**Records shown**.
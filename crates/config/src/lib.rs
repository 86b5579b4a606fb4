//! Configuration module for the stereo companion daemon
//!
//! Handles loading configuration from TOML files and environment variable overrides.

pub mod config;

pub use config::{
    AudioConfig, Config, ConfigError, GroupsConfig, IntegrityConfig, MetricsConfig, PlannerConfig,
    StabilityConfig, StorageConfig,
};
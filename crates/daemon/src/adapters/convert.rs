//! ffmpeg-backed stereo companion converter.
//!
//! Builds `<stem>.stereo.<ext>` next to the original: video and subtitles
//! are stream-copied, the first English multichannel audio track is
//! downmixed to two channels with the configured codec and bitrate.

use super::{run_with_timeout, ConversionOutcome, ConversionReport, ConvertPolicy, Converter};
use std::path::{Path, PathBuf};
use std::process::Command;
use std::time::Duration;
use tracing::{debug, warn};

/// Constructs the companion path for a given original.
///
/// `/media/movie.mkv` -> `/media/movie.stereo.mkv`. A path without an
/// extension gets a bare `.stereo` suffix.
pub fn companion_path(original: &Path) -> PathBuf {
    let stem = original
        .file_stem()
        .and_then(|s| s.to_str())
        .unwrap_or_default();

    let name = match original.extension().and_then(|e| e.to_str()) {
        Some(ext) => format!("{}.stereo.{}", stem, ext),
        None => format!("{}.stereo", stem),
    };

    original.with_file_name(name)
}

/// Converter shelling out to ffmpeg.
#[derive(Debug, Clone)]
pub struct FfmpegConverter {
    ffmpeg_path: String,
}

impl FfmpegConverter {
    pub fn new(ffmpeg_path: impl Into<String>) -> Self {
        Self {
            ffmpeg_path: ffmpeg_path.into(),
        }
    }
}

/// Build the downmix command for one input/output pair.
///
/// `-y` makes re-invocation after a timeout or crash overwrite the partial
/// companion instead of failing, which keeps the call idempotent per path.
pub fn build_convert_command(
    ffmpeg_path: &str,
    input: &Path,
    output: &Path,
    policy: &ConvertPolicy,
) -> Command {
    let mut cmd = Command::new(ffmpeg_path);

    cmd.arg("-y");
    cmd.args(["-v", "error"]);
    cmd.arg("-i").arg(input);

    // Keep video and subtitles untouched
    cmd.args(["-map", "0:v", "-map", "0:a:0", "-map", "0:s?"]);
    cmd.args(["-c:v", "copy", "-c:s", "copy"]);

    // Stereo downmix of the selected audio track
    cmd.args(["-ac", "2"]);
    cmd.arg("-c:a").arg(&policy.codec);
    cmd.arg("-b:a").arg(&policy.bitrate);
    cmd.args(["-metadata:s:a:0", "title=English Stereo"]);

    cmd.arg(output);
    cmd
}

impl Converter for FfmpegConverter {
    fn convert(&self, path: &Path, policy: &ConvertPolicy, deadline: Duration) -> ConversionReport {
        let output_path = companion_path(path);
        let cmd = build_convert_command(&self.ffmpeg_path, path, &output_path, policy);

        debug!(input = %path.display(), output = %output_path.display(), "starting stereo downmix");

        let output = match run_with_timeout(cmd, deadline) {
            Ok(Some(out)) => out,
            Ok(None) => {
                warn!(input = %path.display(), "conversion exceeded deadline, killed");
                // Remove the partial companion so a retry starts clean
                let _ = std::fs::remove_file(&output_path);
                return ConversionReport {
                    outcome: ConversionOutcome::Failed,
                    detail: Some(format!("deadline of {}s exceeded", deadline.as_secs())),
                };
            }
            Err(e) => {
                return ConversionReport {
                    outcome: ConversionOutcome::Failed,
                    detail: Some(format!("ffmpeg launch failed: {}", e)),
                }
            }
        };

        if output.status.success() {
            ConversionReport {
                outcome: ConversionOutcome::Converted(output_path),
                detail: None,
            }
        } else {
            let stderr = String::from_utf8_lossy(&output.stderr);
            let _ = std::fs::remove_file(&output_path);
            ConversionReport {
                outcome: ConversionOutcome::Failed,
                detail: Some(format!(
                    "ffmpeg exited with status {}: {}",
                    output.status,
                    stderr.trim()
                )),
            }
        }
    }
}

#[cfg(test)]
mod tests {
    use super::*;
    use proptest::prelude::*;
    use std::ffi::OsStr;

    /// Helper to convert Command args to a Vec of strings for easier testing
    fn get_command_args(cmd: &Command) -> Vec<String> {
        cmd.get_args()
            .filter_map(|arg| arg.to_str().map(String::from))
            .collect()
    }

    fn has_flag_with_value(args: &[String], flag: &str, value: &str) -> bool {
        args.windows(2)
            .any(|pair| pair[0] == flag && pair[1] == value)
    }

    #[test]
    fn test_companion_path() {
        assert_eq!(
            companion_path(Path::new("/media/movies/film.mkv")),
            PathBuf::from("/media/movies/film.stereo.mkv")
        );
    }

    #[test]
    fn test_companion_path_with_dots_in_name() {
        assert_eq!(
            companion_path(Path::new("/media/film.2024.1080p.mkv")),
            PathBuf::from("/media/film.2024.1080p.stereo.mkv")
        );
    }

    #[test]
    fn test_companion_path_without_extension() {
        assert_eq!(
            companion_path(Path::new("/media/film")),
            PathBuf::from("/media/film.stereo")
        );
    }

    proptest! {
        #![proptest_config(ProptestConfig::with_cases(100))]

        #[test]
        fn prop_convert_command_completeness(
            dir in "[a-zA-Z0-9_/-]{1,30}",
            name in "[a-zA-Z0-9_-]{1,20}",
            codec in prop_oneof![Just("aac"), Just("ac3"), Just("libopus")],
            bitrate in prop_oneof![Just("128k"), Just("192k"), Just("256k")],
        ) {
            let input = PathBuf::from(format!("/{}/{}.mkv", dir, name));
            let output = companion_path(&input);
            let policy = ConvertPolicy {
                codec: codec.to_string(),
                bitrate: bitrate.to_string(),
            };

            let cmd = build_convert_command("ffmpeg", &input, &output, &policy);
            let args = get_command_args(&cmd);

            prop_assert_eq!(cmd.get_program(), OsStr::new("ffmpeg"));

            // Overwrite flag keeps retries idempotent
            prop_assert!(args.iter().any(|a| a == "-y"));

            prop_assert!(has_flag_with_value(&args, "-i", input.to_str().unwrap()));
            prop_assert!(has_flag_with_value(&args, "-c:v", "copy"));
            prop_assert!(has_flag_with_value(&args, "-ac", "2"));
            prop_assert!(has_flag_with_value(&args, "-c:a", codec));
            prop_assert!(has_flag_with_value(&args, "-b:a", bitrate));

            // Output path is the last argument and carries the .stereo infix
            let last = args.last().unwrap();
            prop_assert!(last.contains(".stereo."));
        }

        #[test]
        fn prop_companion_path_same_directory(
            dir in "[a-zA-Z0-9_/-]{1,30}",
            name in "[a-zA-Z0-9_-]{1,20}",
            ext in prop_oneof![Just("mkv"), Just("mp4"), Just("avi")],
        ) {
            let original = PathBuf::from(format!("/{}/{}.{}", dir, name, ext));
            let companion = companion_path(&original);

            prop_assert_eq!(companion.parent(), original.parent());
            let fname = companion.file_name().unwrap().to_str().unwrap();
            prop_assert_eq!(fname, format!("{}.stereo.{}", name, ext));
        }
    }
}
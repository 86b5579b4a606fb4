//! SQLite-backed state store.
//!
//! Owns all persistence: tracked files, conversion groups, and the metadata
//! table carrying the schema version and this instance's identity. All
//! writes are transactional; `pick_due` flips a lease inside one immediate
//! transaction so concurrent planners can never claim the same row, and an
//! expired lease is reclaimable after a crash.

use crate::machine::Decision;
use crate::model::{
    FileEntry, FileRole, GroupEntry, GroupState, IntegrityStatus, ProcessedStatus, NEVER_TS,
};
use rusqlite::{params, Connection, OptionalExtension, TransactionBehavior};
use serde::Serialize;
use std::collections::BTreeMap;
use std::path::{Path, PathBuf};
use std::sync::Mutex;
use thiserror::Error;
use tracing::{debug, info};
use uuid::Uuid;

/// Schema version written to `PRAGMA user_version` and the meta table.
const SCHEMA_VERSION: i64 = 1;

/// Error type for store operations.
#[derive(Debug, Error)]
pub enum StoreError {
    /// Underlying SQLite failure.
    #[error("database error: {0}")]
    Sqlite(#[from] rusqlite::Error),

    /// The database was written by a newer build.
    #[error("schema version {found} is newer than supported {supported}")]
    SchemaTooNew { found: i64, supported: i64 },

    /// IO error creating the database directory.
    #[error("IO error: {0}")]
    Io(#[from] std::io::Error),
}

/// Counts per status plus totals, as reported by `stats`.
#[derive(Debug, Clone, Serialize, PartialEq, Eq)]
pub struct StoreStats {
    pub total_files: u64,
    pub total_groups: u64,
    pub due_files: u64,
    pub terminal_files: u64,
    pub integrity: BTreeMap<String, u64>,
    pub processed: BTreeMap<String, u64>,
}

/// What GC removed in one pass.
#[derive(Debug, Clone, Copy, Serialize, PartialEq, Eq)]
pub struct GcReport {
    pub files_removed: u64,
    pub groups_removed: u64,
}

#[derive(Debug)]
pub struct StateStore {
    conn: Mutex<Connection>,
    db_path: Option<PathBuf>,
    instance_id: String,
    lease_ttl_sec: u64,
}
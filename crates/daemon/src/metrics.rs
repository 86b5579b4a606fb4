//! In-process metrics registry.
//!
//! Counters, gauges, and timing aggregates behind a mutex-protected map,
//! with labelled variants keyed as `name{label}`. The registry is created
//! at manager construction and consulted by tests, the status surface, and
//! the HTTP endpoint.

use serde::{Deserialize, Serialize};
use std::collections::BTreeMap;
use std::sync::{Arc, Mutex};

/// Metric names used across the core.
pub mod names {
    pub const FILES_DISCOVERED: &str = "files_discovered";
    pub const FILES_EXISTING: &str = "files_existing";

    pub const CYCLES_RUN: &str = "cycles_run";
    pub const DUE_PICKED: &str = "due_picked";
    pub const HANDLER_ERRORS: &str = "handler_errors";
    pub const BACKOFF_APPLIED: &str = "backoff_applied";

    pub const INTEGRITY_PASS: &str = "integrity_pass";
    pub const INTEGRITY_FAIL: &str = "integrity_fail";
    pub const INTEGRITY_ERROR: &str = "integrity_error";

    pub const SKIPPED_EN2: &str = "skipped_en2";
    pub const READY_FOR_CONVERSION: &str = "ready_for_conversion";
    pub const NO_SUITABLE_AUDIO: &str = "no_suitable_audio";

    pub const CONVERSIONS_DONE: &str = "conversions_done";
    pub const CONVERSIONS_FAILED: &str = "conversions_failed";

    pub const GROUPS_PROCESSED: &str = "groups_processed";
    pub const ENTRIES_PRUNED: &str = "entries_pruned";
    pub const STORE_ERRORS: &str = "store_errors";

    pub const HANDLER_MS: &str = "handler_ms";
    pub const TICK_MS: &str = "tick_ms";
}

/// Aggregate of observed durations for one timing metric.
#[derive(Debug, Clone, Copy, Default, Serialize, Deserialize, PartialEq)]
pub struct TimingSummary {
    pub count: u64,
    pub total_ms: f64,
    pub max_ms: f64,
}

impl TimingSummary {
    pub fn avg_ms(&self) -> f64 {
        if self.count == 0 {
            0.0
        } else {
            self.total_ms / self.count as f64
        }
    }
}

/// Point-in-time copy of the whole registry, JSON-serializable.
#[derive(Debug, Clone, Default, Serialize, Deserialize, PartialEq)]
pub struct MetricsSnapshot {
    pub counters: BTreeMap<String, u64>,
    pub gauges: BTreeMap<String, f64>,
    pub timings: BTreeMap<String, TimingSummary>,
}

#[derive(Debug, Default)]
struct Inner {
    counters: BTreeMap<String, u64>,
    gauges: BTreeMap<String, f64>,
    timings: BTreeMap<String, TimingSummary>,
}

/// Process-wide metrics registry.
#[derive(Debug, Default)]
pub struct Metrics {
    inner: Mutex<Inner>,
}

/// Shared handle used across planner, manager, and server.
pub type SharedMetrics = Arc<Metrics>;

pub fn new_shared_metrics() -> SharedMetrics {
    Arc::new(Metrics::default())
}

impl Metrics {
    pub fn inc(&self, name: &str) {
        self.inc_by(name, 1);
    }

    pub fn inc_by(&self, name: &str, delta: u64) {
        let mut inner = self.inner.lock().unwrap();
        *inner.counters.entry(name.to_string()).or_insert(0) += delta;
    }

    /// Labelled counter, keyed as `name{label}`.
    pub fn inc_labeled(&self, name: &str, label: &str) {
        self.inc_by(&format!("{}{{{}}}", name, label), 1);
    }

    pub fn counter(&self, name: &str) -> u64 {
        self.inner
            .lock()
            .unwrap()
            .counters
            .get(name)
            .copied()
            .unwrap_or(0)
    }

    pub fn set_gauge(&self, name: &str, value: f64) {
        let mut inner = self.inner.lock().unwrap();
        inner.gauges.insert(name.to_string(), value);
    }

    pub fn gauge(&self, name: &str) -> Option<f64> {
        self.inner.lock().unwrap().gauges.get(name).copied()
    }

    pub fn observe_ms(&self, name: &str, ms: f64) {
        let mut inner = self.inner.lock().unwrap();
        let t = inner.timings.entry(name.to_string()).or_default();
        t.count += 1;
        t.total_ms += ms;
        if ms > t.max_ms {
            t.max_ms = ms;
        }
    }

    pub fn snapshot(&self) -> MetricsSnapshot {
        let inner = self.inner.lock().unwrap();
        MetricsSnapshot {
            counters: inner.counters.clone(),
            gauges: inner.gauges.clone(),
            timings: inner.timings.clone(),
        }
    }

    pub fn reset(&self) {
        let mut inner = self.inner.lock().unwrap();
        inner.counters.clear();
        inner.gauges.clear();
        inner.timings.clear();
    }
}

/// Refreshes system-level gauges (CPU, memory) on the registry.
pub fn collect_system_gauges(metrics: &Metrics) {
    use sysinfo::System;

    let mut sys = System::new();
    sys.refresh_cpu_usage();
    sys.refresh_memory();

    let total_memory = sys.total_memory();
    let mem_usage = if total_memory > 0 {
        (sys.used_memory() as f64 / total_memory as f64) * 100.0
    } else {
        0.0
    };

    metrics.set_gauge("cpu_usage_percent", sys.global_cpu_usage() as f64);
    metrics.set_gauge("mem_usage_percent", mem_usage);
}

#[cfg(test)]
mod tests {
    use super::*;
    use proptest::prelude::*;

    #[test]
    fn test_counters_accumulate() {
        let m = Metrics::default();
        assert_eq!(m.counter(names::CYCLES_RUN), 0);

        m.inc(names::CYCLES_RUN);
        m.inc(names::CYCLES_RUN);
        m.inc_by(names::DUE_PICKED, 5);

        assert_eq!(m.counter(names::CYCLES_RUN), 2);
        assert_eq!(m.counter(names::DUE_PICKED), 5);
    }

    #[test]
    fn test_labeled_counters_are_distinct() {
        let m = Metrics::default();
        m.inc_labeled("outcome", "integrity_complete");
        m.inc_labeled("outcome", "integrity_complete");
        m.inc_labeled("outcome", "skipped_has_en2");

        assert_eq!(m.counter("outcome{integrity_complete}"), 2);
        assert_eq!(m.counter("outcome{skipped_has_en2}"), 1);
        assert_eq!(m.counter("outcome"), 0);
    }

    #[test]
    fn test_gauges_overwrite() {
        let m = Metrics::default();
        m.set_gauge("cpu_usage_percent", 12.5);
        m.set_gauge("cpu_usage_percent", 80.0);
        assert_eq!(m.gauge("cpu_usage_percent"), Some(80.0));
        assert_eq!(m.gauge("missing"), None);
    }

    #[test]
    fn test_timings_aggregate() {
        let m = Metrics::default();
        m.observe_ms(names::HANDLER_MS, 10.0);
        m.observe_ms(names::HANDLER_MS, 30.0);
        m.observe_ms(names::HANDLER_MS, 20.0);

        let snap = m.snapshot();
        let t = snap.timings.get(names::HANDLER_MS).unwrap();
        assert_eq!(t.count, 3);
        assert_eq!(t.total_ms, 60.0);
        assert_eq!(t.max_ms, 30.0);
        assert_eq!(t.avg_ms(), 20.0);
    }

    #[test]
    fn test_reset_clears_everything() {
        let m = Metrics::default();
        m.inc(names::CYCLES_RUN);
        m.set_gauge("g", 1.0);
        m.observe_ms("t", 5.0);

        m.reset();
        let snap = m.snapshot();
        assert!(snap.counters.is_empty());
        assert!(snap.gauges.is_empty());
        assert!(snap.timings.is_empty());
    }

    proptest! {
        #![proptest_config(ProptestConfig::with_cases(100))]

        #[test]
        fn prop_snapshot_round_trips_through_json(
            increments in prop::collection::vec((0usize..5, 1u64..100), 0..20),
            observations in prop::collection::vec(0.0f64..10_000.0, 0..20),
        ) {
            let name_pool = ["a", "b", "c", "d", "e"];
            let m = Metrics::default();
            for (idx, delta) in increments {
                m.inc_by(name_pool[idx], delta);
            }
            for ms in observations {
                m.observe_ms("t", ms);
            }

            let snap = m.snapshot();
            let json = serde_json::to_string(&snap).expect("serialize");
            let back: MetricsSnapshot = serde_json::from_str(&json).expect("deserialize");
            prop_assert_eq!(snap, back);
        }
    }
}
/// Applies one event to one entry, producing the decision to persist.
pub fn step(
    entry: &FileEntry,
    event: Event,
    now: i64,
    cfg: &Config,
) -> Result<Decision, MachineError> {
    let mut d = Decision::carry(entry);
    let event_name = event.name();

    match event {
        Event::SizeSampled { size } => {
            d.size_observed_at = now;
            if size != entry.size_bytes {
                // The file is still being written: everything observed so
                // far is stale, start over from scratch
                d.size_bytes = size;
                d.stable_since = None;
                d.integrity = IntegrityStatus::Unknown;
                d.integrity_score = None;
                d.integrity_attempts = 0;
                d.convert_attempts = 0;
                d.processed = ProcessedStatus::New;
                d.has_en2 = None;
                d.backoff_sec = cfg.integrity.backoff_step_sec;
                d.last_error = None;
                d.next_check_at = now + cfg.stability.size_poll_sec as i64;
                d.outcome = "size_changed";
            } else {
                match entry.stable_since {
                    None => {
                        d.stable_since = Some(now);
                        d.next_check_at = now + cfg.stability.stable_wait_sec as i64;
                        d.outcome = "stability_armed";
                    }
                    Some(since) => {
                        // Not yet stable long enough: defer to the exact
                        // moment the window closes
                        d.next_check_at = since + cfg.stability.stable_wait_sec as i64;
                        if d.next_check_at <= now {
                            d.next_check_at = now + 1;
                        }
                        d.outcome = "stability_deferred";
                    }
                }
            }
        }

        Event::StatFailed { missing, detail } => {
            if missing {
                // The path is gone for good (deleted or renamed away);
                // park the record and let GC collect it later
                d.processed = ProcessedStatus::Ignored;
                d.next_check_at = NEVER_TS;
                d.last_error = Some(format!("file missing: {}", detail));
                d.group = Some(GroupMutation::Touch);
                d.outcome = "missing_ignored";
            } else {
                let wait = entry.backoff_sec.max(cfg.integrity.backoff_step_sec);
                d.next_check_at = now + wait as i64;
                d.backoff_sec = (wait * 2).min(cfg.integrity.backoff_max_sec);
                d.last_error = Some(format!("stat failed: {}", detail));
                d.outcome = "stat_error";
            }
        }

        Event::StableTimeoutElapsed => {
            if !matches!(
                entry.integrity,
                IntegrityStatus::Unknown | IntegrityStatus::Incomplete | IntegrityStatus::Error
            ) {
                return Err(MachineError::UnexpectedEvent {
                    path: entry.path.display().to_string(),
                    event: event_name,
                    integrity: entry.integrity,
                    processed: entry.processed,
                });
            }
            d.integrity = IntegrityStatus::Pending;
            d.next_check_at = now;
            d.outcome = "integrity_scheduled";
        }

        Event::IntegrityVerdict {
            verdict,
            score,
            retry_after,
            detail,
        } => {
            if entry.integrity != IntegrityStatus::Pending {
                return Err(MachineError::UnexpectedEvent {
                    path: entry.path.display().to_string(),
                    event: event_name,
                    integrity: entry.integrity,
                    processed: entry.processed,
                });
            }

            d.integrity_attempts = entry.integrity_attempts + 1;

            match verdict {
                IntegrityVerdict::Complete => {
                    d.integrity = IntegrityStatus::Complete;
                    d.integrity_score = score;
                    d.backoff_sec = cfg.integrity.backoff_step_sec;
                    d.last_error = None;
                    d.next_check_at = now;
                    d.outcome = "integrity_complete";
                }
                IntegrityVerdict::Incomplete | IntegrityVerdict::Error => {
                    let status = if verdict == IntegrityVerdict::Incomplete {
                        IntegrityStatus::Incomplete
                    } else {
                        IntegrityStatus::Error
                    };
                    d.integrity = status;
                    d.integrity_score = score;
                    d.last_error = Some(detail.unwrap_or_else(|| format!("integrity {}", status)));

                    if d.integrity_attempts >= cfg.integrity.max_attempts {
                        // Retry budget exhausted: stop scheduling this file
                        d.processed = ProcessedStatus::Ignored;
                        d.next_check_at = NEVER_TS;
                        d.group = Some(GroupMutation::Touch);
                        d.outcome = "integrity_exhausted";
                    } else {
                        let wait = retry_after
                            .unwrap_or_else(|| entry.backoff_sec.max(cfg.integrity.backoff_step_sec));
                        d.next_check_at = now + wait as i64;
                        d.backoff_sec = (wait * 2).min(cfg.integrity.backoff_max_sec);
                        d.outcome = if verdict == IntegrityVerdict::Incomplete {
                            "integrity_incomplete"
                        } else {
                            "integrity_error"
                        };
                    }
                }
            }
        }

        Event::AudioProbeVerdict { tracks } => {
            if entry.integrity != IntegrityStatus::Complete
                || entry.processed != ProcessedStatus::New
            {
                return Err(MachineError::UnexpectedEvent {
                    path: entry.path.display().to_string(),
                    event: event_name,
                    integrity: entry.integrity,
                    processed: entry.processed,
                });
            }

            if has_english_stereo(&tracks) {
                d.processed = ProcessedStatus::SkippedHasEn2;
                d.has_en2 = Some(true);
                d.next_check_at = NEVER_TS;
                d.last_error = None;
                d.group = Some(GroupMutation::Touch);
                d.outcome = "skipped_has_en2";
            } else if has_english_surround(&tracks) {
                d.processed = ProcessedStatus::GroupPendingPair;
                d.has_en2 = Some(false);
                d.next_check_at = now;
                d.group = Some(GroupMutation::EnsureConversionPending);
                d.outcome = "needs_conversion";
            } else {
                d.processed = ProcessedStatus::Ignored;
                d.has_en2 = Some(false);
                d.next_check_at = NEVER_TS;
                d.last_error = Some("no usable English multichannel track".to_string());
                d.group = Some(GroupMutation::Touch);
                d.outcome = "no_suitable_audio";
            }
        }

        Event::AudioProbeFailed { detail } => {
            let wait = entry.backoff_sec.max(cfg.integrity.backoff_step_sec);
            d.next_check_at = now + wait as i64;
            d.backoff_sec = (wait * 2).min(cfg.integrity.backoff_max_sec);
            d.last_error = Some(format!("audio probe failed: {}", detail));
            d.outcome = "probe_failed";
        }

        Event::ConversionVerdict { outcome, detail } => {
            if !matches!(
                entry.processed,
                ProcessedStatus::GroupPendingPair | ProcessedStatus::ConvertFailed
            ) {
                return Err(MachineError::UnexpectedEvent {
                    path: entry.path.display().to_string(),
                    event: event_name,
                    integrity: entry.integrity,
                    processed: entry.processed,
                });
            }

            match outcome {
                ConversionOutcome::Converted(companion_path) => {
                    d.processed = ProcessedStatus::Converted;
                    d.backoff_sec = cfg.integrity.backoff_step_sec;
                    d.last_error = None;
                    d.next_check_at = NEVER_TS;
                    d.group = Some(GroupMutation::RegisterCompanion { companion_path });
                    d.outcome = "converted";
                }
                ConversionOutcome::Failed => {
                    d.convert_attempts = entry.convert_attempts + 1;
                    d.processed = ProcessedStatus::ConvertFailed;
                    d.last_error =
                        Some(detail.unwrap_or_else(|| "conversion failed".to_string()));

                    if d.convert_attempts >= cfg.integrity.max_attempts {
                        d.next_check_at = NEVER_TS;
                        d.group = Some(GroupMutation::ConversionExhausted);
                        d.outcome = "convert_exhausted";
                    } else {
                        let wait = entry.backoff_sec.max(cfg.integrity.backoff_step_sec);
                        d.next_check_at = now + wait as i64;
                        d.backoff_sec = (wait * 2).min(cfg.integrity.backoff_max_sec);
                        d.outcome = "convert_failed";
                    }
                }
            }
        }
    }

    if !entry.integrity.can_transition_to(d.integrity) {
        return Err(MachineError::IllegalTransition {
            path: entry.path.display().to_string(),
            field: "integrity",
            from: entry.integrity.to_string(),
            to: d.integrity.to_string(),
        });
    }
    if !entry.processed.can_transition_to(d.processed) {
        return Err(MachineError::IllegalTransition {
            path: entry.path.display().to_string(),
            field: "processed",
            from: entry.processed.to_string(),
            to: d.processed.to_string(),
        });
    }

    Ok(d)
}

**What the task requires**.
Go over the data above and copy every line that has the word "found" in it.

**Answer to the problem**.
    #[error("schema version {found} is newer than supported {supported}")]
    SchemaTooNew { found: i64, supported: i64 },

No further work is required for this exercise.